Он схватил фонарик и выскочил на набережную. Наташа, прихватив кошелек, — за ним. Они пробежали в вадимовом темпе две улочки и остановились перед глухой дверью в стене, напоминавшей монастырскую. В ней было окошко — тоже глухое. Вадим постучал условным, довольно сложным стуком. Послышались шаги, окошко приоткрылось, последовало несколько слов по-итальянски и обмен: несколько евро (впихнутых Вадиму Наташей) — на бутылку красного вина, кажется, «Омберто».
В тот вечер Вадим немного разговорился, и я узнала, что он искусствовед-итальянист, зарабатывающий редко перепадающими ему переводами и пишущий о Венеции статьи, которые не доходят до печати. Он согласился дать мне одну, новую, почитать. Я читала ее ранним утром, сидя на пороге его странного жилья, нищего по-венециански — с видом на остров Джудекка. После чтения мне показалось, что автор статьи обречен. Статья была ученая, высокомерно сухая, расчитанная на профессионалов — которые ревнивы, все сами пишут и состязаются в высокомерии.
Экскурсии Вадим принципиально не водил, но в последнее утро пошел с нами погулять по Венеции — чтобы показать кое-что любимое. Я ничего не запомнила, просто наслаждалась завораживающими названиями: Санта Мария Глариоза деи Фрари… Кампо Санта-Маргерита…

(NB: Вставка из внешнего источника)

//! In-crate fakes for the operation collaborators.

use std::path::Path;
use std::sync::Arc;
use std::sync::atomic::{AtomicUsize, Ordering};

use async_trait::async_trait;
use bytes::Bytes;
use futures::{StreamExt, stream};
use parking_lot::Mutex;
use stagehand_core::{LogLevel, StateSink};
use stagehand_rpc::RpcError;
use stagehand_rpc::api::{ApiClient, ApiError, Download, DownloadRequest};
use tokio_util::sync::CancellationToken;

use crate::error::OperateError;
use crate::host::OperationHost;
use crate::install::{ArchiveInstaller, CopyInstaller};
use crate::params::InstallParams;

pub fn params(game: i64, upload: i64, build: Option<i64>) -> InstallParams {
    InstallParams {
        game,
        upload,
        build,
        profile_id: None,
        install_folder: None,
        file_name: None,
        sha256: None,
    }
}

/// Serves a fixed payload in fixed-size chunks, recording requested offsets.
pub struct FakeClient {
    data: Vec<u8>,
    chunk: usize,
    ignore_range: bool,
    claimed_total: Option<u64>,
    cancel_after: Option<(usize, CancellationToken)>,
    hang_after: Option<usize>,
    pub offsets: Mutex<Vec<u64>>,
}

impl FakeClient {
    pub fn new(data: Vec<u8>, chunk: usize) -> Self {
        Self {
            data,
            chunk,
            ignore_range: false,
            claimed_total: None,
            cancel_after: None,
            hang_after: None,
            offsets: Mutex::new(Vec::new()),
        }
    }

    /// Fire `token` while producing the `n`th chunk.
    pub fn cancel_after(mut self, n: usize, token: CancellationToken) -> Self {
        self.cancel_after = Some((n, token));
        self
    }

    /// Stall forever after `n` chunks.
    pub fn hang_after(mut self, n: usize) -> Self {
        self.hang_after = Some(n);
        self
    }

    pub fn ignore_range(mut self) -> Self {
        self.ignore_range = true;
        self
    }

    pub fn claim_total(mut self, total: u64) -> Self {
        self.claimed_total = Some(total);
        self
    }

    pub fn calls(&self) -> usize {
        self.offsets.lock().len()
    }
}

#[async_trait]
impl ApiClient for FakeClient {
    async fn download(&self, request: &DownloadRequest) -> Result<Download, ApiError> {
        self.offsets.lock().push(request.offset);
        let start = if self.ignore_range {
            0
        } else {
            usize::try_from(request.offset).unwrap_or(usize::MAX).min(self.data.len())
        };
        let chunks: Vec<Bytes> = self.data[start..]
            .chunks(self.chunk)
            .map(Bytes::copy_from_slice)
            .collect();
        let cancel = self.cancel_after.clone();
        let body = stream::iter(chunks.into_iter().enumerate()).map(move |(i, chunk)| {
            if let Some((n, token)) = &cancel {
                if i + 1 == *n {
                    token.cancel();
                }
            }
            Ok::<_, ApiError>(chunk)
        });
        let body = match self.hang_after {
            Some(n) => body.take(n).chain(stream::pending()).boxed(),
            None => body.boxed(),
        };
        Ok(Download {
            offset: start as u64,
            total_bytes: Some(self.claimed_total.unwrap_or(self.data.len() as u64)),
            body,
        })
    }
}

#[derive(Default)]
pub struct RecordingSink {
    pub fractions: Mutex<Vec<f64>>,
    pub logs: Mutex<Vec<(LogLevel, String)>>,
}

impl StateSink for RecordingSink {
    fn log(&self, level: LogLevel, message: &str) {
        self.logs.lock().push((level, message.to_owned()));
    }

    fn progress(&self, alpha: f64) {
        self.fractions.lock().push(alpha);
    }
}

pub struct FakeHost {
    pub client: Arc<FakeClient>,
    pub sink: Arc<RecordingSink>,
    pub token: CancellationToken,
    pub profiles_requested: Mutex<Vec<Option<i64>>>,
}

impl FakeHost {
    pub fn new(client: Arc<FakeClient>) -> Self {
        Self::with_token(client, CancellationToken::new())
    }

    pub fn with_token(client: Arc<FakeClient>, token: CancellationToken) -> Self {
        Self {
            client,
            sink: Arc::new(RecordingSink::default()),
            token,
            profiles_requested: Mutex::new(Vec::new()),
        }
    }

    /// Initial fractions passed to `begin_progress` and every reported update.
    pub fn fractions(&self) -> Vec<f64> {
        self.sink.fractions.lock().clone()
    }
}

impl OperationHost for FakeHost {
    fn progress_sink(&self) -> Arc<dyn StateSink> {
        Arc::clone(&self.sink) as Arc<dyn StateSink>
    }

    fn cancellation(&self) -> CancellationToken {
        self.token.clone()
    }

    fn begin_progress(&self, initial: f64, _total_bytes: u64) {
        self.sink.fractions.lock().push(initial);
    }

    fn finish_progress(&self) {}

    fn api_client(&self, profile_id: Option<i64>) -> Result<Arc<dyn ApiClient>, RpcError> {
        self.profiles_requested.lock().push(profile_id);
        Ok(Arc::clone(&self.client) as Arc<dyn ApiClient>)
    }
}

/// Copies like [`CopyInstaller`] after failing a configurable number of times.
#[derive(Default)]
pub struct RecordingInstaller {
    pub calls: AtomicUsize,
    pub failures_left: AtomicUsize,
}

impl RecordingInstaller {
    pub fn failing(times: usize) -> Self {
        Self {
            calls: AtomicUsize::new(0),
            failures_left: AtomicUsize::new(times),
        }
    }
}

#[async_trait]
impl ArchiveInstaller for RecordingInstaller {
    async fn install(
        &self,
        archive: &Path,
        destination: &Path,
        sink: &dyn StateSink,
    ) -> Result<Vec<String>, OperateError> {
        let _ = self.calls.fetch_add(1, Ordering::SeqCst);
        let failing = self
            .failures_left
            .fetch_update(Ordering::SeqCst, Ordering::SeqCst, |n| n.checked_sub(1))
            .is_ok();
        if failing {
            return Err(OperateError::Io(std::io::Error::other("disk full")));
        }
        CopyInstaller.install(archive, destination, sink).await
    }
}

/// Installs, then leaves a plain file where the downloads folder was.
pub struct DownloadsClobberingInstaller;

#[async_trait]
impl ArchiveInstaller for DownloadsClobberingInstaller {
    async fn install(
        &self,
        archive: &Path,
        destination: &Path,
        sink: &dyn StateSink,
    ) -> Result<Vec<String>, OperateError> {
        let files = CopyInstaller.install(archive, destination, sink).await?;
        let downloads = archive.parent().unwrap();
        std::fs::remove_dir_all(downloads).unwrap();
        std::fs::write(downloads, b"not a directory").unwrap();
        Ok(files)
    }
}

/// Panics instead of installing.
pub struct PanickingInstaller;

#[async_trait]
impl ArchiveInstaller for PanickingInstaller {
    async fn install(
        &self,
        _archive: &Path,
        _destination: &Path,
        _sink: &dyn StateSink,
    ) -> Result<Vec<String>, OperateError> {
        panic!("installer blew up");
    }
}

Когда нам пришло время уезжать, Вадим сказал, что проводит нас до вапоретто. Перед уходом он переоделся в тот самый сливочный салоп-мантель, который висел на стене. Мы трое, опять галопом, понеслись к причалу, которой выбрал для нас Вадим — непременно у базилики Санта Мария делла Салюте. Пройдя по короткому трапу на катер, мы обернулись. Вадим стоял на фоне пепельной прелести базилики, в своем мантеле, застегнутом на перламутровые пуговицы, и махал нам кружевным белым платком. И мы тоже долго и весело махали ему, пока он не скрылся из вида.
В Америке до сих пор существует такой атавизм, как ROAD SHOW — буквально «придорожное представление». Формально так называются группы людей, разъезжающих по городам и весям с развлечениями для местных жителей или ради рекламы. Одно из самых популярных таких шоу, которое даже часто показывают по телевидению, называется «Антикварное road show». В таком-то месте в такое-то время (по договоренности с властями штата) собираются десятки искусствоведов — специалистов в различных областях: в живописи, скульптуре, прикладном искусстве всех видов, включая вышивки и кукол. Приезжают специалисты по старинному оружию, а также букинисты и знатоки старинных документов. К ним выстраивается очередь местных жителей с находками, обнаруженными на чердаках, в кладовках, в бабушкиных сундуках и дедушкиных сараях. И на глазах у изумленных владельцев выясняется, что принесенный фермером ветхий листок с рукописным текстом, датированным февралем 1865 года, — пропуск через армейские посты за подписью генерала Уильяма Текумсе Шермана. А старомодная рама, принесенная по настоянию матери молодой банковской служащей, — редкое произведение известного австрийского краснодеревщика середины XIX века — в стиле с загадочным названием «Бидермайер».
В конце каждого осмотра специалисты называют нынешнюю рыночную цену вещи. Молодая обладательница рамы не может осознать, что рухлядь, из-за которой она ссорилась с матерью и грозилась выбросить на помойку, оценивается знатоками в 6 тысяч долларов. А обладатель пропуска, подписанного Шерманом, категорически отказывается от своих тысяч — чтобы повесить бесценный для него документ у себя над столом и начать семейное историческое расследование.
Поглядывая иногда по телевизору на эти «придорожные шоу», я каждый раз замечаю, как старинные вещи будят человеческую память и вызывают взволнованный интерес. Потому что эти вещи — следы, по которым люди восстанавливают историю: одни — семьи, другие — страны, третьи — историю человечества.